Over the past half-century, the U.S. safety net has grown considerably stronger for children and elderly adults, substantially reducing poverty among them. But the story is starkly different for another group of Americans that we hear far less about: non-elderly adults, aged 18-64, who aren’t raising children and don’t have a severe enough, or long-lasting enough, disability to meet the stringent criteria for federal disability benefits.
This is no small group. In 2017, the last year for which we have data comparable to those for earlier years, they numbered 106 million people — or nearly one-third of the nation’s non-institutionalized population. Though their poverty rate is similar to that for children, their deep poverty rate — the percentage of them who live below half the poverty line — is double that for children.
Due to the weak safety net for this group, they now comprise one of every two people in America who lives in deep poverty, they constitute the vast majority of those who are homeless, and they are the people most likely to pay over half their limited income for rent.
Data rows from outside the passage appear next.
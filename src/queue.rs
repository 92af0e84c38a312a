// Copyright 2023 The ChromiumOS Authors
// Use of this source code is governed by a BSD-style license that can be
// found in the LICENSE file.

//! Ordered queue of input pictures awaiting submission to the device.

use std::collections::VecDeque;

use crate::frame::PendingFrame;

/// FIFO of pictures the pump has accepted but not yet successfully written to
/// the device.
///
/// A frame is only popped once the device confirms the corresponding write;
/// a "not ready" response leaves the head in place so the same frame is
/// retried until it goes through. Nothing is ever dropped short of an
/// explicit flush.
#[derive(Default)]
pub struct FrameQueue {
    frames: VecDeque<PendingFrame>,
}

impl FrameQueue {
    pub fn new() -> Self {
        Default::default()
    }

    /// Append `frame` to the tail, growing the backing storage if needed.
    ///
    /// On allocation failure the frame is handed back to the caller, which
    /// retains ownership.
    pub fn enqueue(&mut self, frame: PendingFrame) -> Result<(), PendingFrame> {
        if self.frames.try_reserve(1).is_err() {
            return Err(frame);
        }
        self.frames.push_back(frame);
        Ok(())
    }

    /// The oldest queued frame, left in place. The pump must submit it
    /// successfully before calling `pop_head`.
    pub fn peek_head(&self) -> Option<&PendingFrame> {
        self.frames.front()
    }

    /// Remove and return the oldest queued frame.
    pub fn pop_head(&mut self) -> Option<PendingFrame> {
        self.frames.pop_front()
    }

    pub fn is_empty(&self) -> bool {
        self.frames.is_empty()
    }

    pub fn len(&self) -> usize {
        self.frames.len()
    }

    /// Drop every queued frame. Only used on session teardown.
    pub fn clear(&mut self) {
        self.frames.clear();
    }
}

#[cfg(test)]
mod tests {
    use std::sync::Arc;

    use super::*;
    use crate::format::BitDepth;
    use crate::format::PictureHint;
    use crate::format::Resolution;
    use crate::frame::AuxData;
    use crate::frame::FrameStorage;

    fn frame(pts: i64) -> PendingFrame {
        PendingFrame {
            storage: FrameStorage::Software(Arc::new(vec![0u8; 16])),
            pts,
            hint: PictureHint::Unspecified,
            aux: AuxData::default(),
            resolution: Resolution {
                width: 320,
                height: 240,
            },
            bit_depth: BitDepth::Depth8,
            end_of_stream: false,
        }
    }

    #[test]
    fn fifo_order_preserved() {
        let mut queue = FrameQueue::new();
        for pts in 0..100 {
            queue.enqueue(frame(pts)).unwrap();
        }
        assert_eq!(queue.len(), 100);
        for pts in 0..100 {
            assert_eq!(queue.peek_head().unwrap().pts, pts);
            assert_eq!(queue.pop_head().unwrap().pts, pts);
        }
        assert!(queue.is_empty());
    }

    #[test]
    fn peek_does_not_consume() {
        let mut queue = FrameQueue::new();
        queue.enqueue(frame(7)).unwrap();
        // A device that keeps reporting "not ready" sees the same head every
        // time.
        for _ in 0..3 {
            assert_eq!(queue.peek_head().unwrap().pts, 7);
        }
        assert_eq!(queue.len(), 1);
    }
}
// Copyright 2023 The ChromiumOS Authors
// Use of this source code is governed by a BSD-style license that can be
// found in the LICENSE file.

//! Optional latency-hiding write path.
//!
//! A device write blocks for one full round trip. Callers that cannot
//! afford that run the write on a worker thread instead; the bound stays at
//! one in-flight write per session because the next submission joins the
//! previous worker before spawning its own. This is deliberately a bounded
//! queue of depth one, not a pipeline.

use std::sync::Arc;
use std::sync::Mutex;
use std::sync::PoisonError;
use std::thread;
use std::thread::JoinHandle;

use anyhow::anyhow;

use crate::device::DeviceFrame;
use crate::device::DeviceSession;
use crate::device::WriteOutcome;
use crate::error::VideoError;
use crate::error::VideoResult;

pub struct ThreadedWriter<S: DeviceSession + Send + 'static> {
    /// The session is shared with the read path, which must take the same
    /// lock; writes and reads are serialized, never concurrent.
    session: Arc<Mutex<S>>,
    in_flight: Option<JoinHandle<VideoResult<WriteOutcome>>>,
}

impl<S: DeviceSession + Send + 'static> ThreadedWriter<S> {
    pub fn new(session: Arc<Mutex<S>>) -> Self {
        ThreadedWriter {
            session,
            in_flight: None,
        }
    }

    /// Hand `frame` to a worker for submission, after joining the previous
    /// worker. Returns the outcome of the *previous* write, if there was
    /// one; a `WouldBlock` there means its frame must be resubmitted.
    pub fn begin_write(&mut self, frame: DeviceFrame) -> VideoResult<Option<WriteOutcome>> {
        let previous = self.finish_write()?;
        let session = Arc::clone(&self.session);
        self.in_flight = Some(thread::spawn(move || {
            let mut session = session.lock().unwrap_or_else(PoisonError::into_inner);
            session.write_frame(&frame)
        }));
        Ok(previous)
    }

    /// Join the in-flight write, if any, and return its outcome.
    pub fn finish_write(&mut self) -> VideoResult<Option<WriteOutcome>> {
        match self.in_flight.take() {
            None => Ok(None),
            Some(handle) => handle
                .join()
                .map_err(|_| VideoError::BackendFailure(anyhow!("write worker panicked")))?
                .map(Some),
        }
    }

    /// Whether a write is currently outstanding.
    pub fn is_busy(&self) -> bool {
        self.in_flight.is_some()
    }
}

impl<S: DeviceSession + Send + 'static> Drop for ThreadedWriter<S> {
    fn drop(&mut self) {
        // Do not leave a worker holding the session lock past our lifetime.
        let _ = self.finish_write();
    }
}

#[cfg(test)]
mod tests {
    use super::*;
    use crate::device::DevicePacket;
    use crate::device::ReadOutcome;
    use crate::device::SessionConfig;
    use crate::format::BitDepth;
    use crate::format::Resolution;

    #[derive(Default)]
    struct RecordingSession {
        written_pts: Vec<i64>,
        block_next: bool,
    }

    impl DeviceSession for RecordingSession {
        fn write_frame(&mut self, frame: &DeviceFrame) -> VideoResult<WriteOutcome> {
            if self.block_next {
                self.block_next = false;
                return Ok(WriteOutcome::WouldBlock);
            }
            self.written_pts.push(frame.pts);
            Ok(WriteOutcome::Accepted { bytes: 1 })
        }

        fn read_packet(&mut self) -> VideoResult<ReadOutcome> {
            Ok(ReadOutcome::WouldBlock)
        }

        fn stream_header(&mut self) -> VideoResult<Vec<u8>> {
            Ok(Vec::new())
        }

        fn reconfigure(&mut self, _config: &SessionConfig) -> VideoResult<()> {
            Ok(())
        }

        fn device_handle(&self) -> i64 {
            0
        }

        fn close(&mut self) -> VideoResult<()> {
            Ok(())
        }
    }

    fn marker(pts: i64) -> DeviceFrame {
        DeviceFrame {
            storage: None,
            pts,
            force_idr: false,
            aux_block: Vec::new(),
            resolution: Resolution {
                width: 320,
                height: 240,
            },
            bit_depth: BitDepth::Depth8,
            start_of_stream: false,
            end_of_stream: false,
        }
    }

    #[test]
    fn writes_are_serialized_in_submission_order() {
        let session = Arc::new(Mutex::new(RecordingSession::default()));
        let mut writer = ThreadedWriter::new(Arc::clone(&session));

        assert_eq!(writer.begin_write(marker(0)).unwrap(), None);
        assert!(writer.is_busy());
        // The second submission joins the first, whose outcome comes back.
        assert_eq!(
            writer.begin_write(marker(1)).unwrap(),
            Some(WriteOutcome::Accepted { bytes: 1 })
        );
        assert_eq!(
            writer.finish_write().unwrap(),
            Some(WriteOutcome::Accepted { bytes: 1 })
        );
        assert!(!writer.is_busy());

        let session = session.lock().unwrap();
        assert_eq!(session.written_pts, vec![0, 1]);
    }

    #[test]
    fn would_block_outcome_reaches_the_caller() {
        let session = Arc::new(Mutex::new(RecordingSession {
            block_next: true,
            ..Default::default()
        }));
        let mut writer = ThreadedWriter::new(Arc::clone(&session));

        writer.begin_write(marker(0)).unwrap();
        assert_eq!(
            writer.finish_write().unwrap(),
            Some(WriteOutcome::WouldBlock)
        );
        // The blocked frame never reached the device; resubmission works.
        writer.begin_write(marker(0)).unwrap();
        writer.finish_write().unwrap();
        assert_eq!(session.lock().unwrap().written_pts, vec![0]);
    }
}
It’s high time federal and state policymakers did more to help this group, such as by expanding their access to supports such as the Earned Income Tax Credit, food and rental assistance, and basic health coverage — and their access to key services such as job training and mental health care. That would both reduce poverty among this group and better enable them to work.
Consider how the safety net treats this group compared to others. Social programs lift out of poverty 69 percent of the elderly and 44 percent of children who would otherwise be poor. But social programs lift from poverty just 8 percent of otherwise-poor childless adults, aged 18-64, who aren’t receiving disability benefits — only one of every 12.
That’s because these individuals lack access to benefits that many other Americans receive:
- They qualify for no federal cash assistance except the tiny federal Earned Income Tax Credit (averaging $300 a year) that goes to some low-wage workers who aren’t raising children. Many states used to provide modest monthly cash aid to destitute individuals in this group, but only 11 states now provide them with any cash aid unless they’re classified as seriously disabled or incapacitated.
- The federal tax system taxes more than 5 million low-wage workers in this group into, or deeper into, poverty — because their payroll and income taxes exceed whatever small Earned Income Tax Credit they can receive. They are the only people in America taxed into or deeper into poverty.
- With some exceptions, poor individuals aged 18-54 who aren’t raising dependent children and aren’t classified as disabled or incapacitated can get food aid through the Supplemental Nutrition Assistance Program (SNAP, what we used to call food stamps) for only three months when they’re not working at least 20 hours a week out of every three years. Since searching for a job doesn’t count as a work activity, even those who look for but don’t land a job lose their benefits at the three-month point.
- Only one in five of these individuals who qualifies for federal rental assistance receives it because of the limited rental-aid funding that’s available.
- Several million of these individuals remain uninsured because they live in one of the 10 states that still has not adopted the Affordable Care Act’s Medicaid expansion.
- Low-wage workers are about half as likely to receive unemployment insurance benefits as higher-wage workers.
All of this not only disadvantages these individuals. By making it harder for them to be productive members of the workforce, their destitution also harms the nation’s economy.
More than a few policymakers and pundits insist these people should just go out and work and that more government assistance would undermine their work ethic. But extreme poverty, hunger and a lack of stable housing or medical care can make it harder for them to get and keep a job. Inadequate job training and community mental health services exacerbate the problem, especially since many in this group suffer from health ailments even if they don’t receive disability benefits.
Here’s the good news: We have significantly reduced poverty in recent decades for the elderly and children (though we need to do significantly more), and we can do so as well for non-elderly adults who aren’t raising children through a combination of a strengthened Earned Income Tax Credit for this group (which lawmakers enacted for one year in 2021), improved food and rental assistance, basic health coverage for them in all states, and a more adequate unemployment insurance system and higher federal minimum wage.
Other affluent countries generally do more to ensure that such individuals have a roof over their heads, food on the table and basic health care. We should as well, for their benefit as well as ours as a nation.
Robert Greenstein is a visiting fellow at the Brookings Institution’s Hamilton Project and the founder and former president of the Center on Budget and Policy Priorities.